REQUIREMENT:
Once you reach the end of the data, transcribe all of it exactly.

SOURCE MATERIAL:
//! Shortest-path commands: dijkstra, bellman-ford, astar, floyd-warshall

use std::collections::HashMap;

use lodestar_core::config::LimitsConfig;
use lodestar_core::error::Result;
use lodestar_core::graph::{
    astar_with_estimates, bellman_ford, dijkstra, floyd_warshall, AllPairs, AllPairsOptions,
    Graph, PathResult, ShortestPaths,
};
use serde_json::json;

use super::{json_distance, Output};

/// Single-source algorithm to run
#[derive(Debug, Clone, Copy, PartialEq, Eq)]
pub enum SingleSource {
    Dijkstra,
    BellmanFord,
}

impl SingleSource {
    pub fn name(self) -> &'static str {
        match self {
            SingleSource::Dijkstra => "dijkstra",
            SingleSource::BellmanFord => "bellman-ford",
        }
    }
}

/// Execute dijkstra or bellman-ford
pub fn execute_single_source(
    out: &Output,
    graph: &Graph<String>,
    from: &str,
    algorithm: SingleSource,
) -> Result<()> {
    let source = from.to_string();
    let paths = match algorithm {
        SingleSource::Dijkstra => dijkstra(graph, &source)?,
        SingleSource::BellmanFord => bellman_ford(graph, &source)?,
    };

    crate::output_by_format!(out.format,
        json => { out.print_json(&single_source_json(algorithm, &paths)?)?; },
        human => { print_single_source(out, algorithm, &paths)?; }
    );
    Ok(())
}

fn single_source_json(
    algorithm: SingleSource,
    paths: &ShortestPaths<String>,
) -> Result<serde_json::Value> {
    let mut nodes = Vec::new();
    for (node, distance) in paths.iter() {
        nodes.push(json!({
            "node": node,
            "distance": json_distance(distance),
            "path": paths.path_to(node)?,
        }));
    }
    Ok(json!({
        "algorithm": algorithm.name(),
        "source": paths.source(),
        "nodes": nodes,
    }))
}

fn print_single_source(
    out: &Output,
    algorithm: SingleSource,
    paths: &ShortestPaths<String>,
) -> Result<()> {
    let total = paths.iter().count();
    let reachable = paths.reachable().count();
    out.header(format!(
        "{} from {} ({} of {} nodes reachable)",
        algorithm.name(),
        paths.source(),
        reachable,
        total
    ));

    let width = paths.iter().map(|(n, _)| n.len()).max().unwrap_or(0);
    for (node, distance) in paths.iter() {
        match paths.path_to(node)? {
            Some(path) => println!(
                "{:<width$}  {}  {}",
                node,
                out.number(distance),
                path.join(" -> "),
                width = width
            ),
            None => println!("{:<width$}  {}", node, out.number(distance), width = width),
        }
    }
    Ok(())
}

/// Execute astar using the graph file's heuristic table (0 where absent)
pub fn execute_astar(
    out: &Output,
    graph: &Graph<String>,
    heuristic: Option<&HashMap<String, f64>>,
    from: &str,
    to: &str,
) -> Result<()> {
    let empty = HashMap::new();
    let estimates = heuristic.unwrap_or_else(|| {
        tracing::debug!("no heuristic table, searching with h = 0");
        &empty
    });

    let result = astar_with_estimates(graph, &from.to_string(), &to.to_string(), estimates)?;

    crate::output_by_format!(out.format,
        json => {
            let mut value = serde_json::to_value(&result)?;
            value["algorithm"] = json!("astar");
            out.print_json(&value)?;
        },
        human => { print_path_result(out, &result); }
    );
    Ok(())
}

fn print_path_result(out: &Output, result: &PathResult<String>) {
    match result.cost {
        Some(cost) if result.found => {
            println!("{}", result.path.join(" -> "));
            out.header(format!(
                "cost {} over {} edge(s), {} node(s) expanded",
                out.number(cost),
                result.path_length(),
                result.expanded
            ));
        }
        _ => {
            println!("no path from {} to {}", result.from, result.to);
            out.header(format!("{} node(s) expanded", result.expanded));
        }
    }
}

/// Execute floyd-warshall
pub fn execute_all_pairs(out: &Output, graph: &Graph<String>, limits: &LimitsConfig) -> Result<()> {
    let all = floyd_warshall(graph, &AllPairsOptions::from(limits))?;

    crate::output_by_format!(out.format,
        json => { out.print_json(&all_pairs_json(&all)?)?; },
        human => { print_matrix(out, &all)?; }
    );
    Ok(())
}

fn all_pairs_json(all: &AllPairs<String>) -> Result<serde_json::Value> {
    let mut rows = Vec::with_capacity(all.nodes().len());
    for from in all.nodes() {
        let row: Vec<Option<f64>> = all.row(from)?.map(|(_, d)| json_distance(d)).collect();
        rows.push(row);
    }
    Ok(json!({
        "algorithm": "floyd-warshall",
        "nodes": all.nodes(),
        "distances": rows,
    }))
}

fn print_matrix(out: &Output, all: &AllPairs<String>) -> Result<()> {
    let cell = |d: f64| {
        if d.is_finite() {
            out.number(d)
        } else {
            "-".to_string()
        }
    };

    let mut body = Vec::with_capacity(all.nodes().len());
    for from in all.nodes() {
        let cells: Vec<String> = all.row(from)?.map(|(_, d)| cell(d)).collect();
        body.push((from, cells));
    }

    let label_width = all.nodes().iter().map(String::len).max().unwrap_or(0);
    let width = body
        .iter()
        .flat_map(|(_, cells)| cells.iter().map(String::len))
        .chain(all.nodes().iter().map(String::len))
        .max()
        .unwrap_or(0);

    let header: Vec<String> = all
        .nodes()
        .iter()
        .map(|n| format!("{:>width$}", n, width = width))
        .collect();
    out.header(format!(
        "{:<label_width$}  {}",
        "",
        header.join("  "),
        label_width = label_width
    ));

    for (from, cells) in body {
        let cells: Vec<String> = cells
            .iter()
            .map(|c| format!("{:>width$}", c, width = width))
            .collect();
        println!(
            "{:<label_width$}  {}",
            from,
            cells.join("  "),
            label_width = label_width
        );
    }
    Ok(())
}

OUTPUT OF THE EXERCISE:
//! Shortest-path commands: dijkstra, bellman-ford, astar, floyd-warshall

use std::collections::HashMap;

use lodestar_core::config::LimitsConfig;
use lodestar_core::error::Result;
use lodestar_core::graph::{
    astar_with_estimates, bellman_ford, dijkstra, floyd_warshall, AllPairs, AllPairsOptions,
    Graph, PathResult, ShortestPaths,
};
use serde_json::json;

use super::{json_distance, Output};

/// Single-source algorithm to run
#[derive(Debug, Clone, Copy, PartialEq, Eq)]
pub enum SingleSource {
    Dijkstra,
    BellmanFord,
}

impl SingleSource {
    pub fn name(self) -> &'static str {
        match self {
            SingleSource::Dijkstra => "dijkstra",
            SingleSource::BellmanFord => "bellman-ford",
        }
    }
}

/// Execute dijkstra or bellman-ford
pub fn execute_single_source(
    out: &Output,
    graph: &Graph<String>,
    from: &str,
    algorithm: SingleSource,
) -> Result<()> {
    let source = from.to_string();
    let paths = match algorithm {
        SingleSource::Dijkstra => dijkstra(graph, &source)?,
        SingleSource::BellmanFord => bellman_ford(graph, &source)?,
    };

    crate::output_by_format!(out.format,
        json => { out.print_json(&single_source_json(algorithm, &paths)?)?; },
        human => { print_single_source(out, algorithm, &paths)?; }
    );
    Ok(())
}

fn single_source_json(
    algorithm: SingleSource,
    paths: &ShortestPaths<String>,
) -> Result<serde_json::Value> {
    let mut nodes = Vec::new();
    for (node, distance) in paths.iter() {
        nodes.push(json!({
            "node": node,
            "distance": json_distance(distance),
            "path": paths.path_to(node)?,
        }));
    }
    Ok(json!({
        "algorithm": algorithm.name(),
        "source": paths.source(),
        "nodes": nodes,
    }))
}

fn print_single_source(
    out: &Output,
    algorithm: SingleSource,
    paths: &ShortestPaths<String>,
) -> Result<()> {
    let total = paths.iter().count();
    let reachable = paths.reachable().count();
    out.header(format!(
        "{} from {} ({} of {} nodes reachable)",
        algorithm.name(),
        paths.source(),
        reachable,
        total
    ));

    let width = paths.iter().map(|(n, _)| n.len()).max().unwrap_or(0);
    for (node, distance) in paths.iter() {
        match paths.path_to(node)? {
            Some(path) => println!(
                "{:<width$}  {}  {}",
                node,
                out.number(distance),
                path.join(" -> "),
                width = width
            ),
            None => println!("{:<width$}  {}", node, out.number(distance), width = width),
        }
    }
    Ok(())
}

/// Execute astar using the graph file's heuristic table (0 where absent)
pub fn execute_astar(
    out: &Output,
    graph: &Graph<String>,
    heuristic: Option<&HashMap<String, f64>>,
    from: &str,
    to: &str,
) -> Result<()> {
    let empty = HashMap::new();
    let estimates = heuristic.unwrap_or_else(|| {
        tracing::debug!("no heuristic table, searching with h = 0");
        &empty
    });

    let result = astar_with_estimates(graph, &from.to_string(), &to.to_string(), estimates)?;

    crate::output_by_format!(out.format,
        json => {
            let mut value = serde_json::to_value(&result)?;
            value["algorithm"] = json!("astar");
            out.print_json(&value)?;
        },
        human => { print_path_result(out, &result); }
    );
    Ok(())
}

fn print_path_result(out: &Output, result: &PathResult<String>) {
    match result.cost {
        Some(cost) if result.found => {
            println!("{}", result.path.join(" -> "));
            out.header(format!(
                "cost {} over {} edge(s), {} node(s) expanded",
                out.number(cost),
                result.path_length(),
                result.expanded
            ));
        }
        _ => {
            println!("no path from {} to {}", result.from, result.to);
            out.header(format!("{} node(s) expanded", result.expanded));
        }
    }
}

/// Execute floyd-warshall
pub fn execute_all_pairs(out: &Output, graph: &Graph<String>, limits: &LimitsConfig) -> Result<()> {
    let all = floyd_warshall(graph, &AllPairsOptions::from(limits))?;

    crate::output_by_format!(out.format,
        json => { out.print_json(&all_pairs_json(&all)?)?; },
        human => { print_matrix(out, &all)?; }
    );
    Ok(())
}

fn all_pairs_json(all: &AllPairs<String>) -> Result<serde_json::Value> {
    let mut rows = Vec::with_capacity(all.nodes().len());
    for from in all.nodes() {
        let row: Vec<Option<f64>> = all.row(from)?.map(|(_, d)| json_distance(d)).collect();
        rows.push(row);
    }
    Ok(json!({
        "algorithm": "floyd-warshall",
        "nodes": all.nodes(),
        "distances": rows,
    }))
}

fn print_matrix(out: &Output, all: &AllPairs<String>) -> Result<()> {
    let cell = |d: f64| {
        if d.is_finite() {
            out.number(d)
        } else {
            "-".to_string()
        }
    };

    let mut body = Vec::with_capacity(all.nodes().len());
    for from in all.nodes() {
        let cells: Vec<String> = all.row(from)?.map(|(_, d)| cell(d)).collect();
        body.push((from, cells));
    }

    let label_width = all.nodes().iter().map(String::len).max().unwrap_or(0);
    let width = body
        .iter()
        .flat_map(|(_, cells)| cells.iter().map(String::len))
        .chain(all.nodes().iter().map(String::len))
        .max()
        .unwrap_or(0);

    let header: Vec<String> = all
        .nodes()
        .iter()
        .map(|n| format!("{:>width$}", n, width = width))
        .collect();
    out.header(format!(
        "{:<label_width$}  {}",
        "",
        header.join("  "),
        label_width = label_width
    ));

    for (from, cells) in body {
        let cells: Vec<String> = cells
            .iter()
            .map(|c| format!("{:>width$}", c, width = width))
            .collect();
        println!(
            "{:<label_width$}  {}",
            from,
            cells.join("  "),
            label_width = label_width
        );
    }
    Ok(())
}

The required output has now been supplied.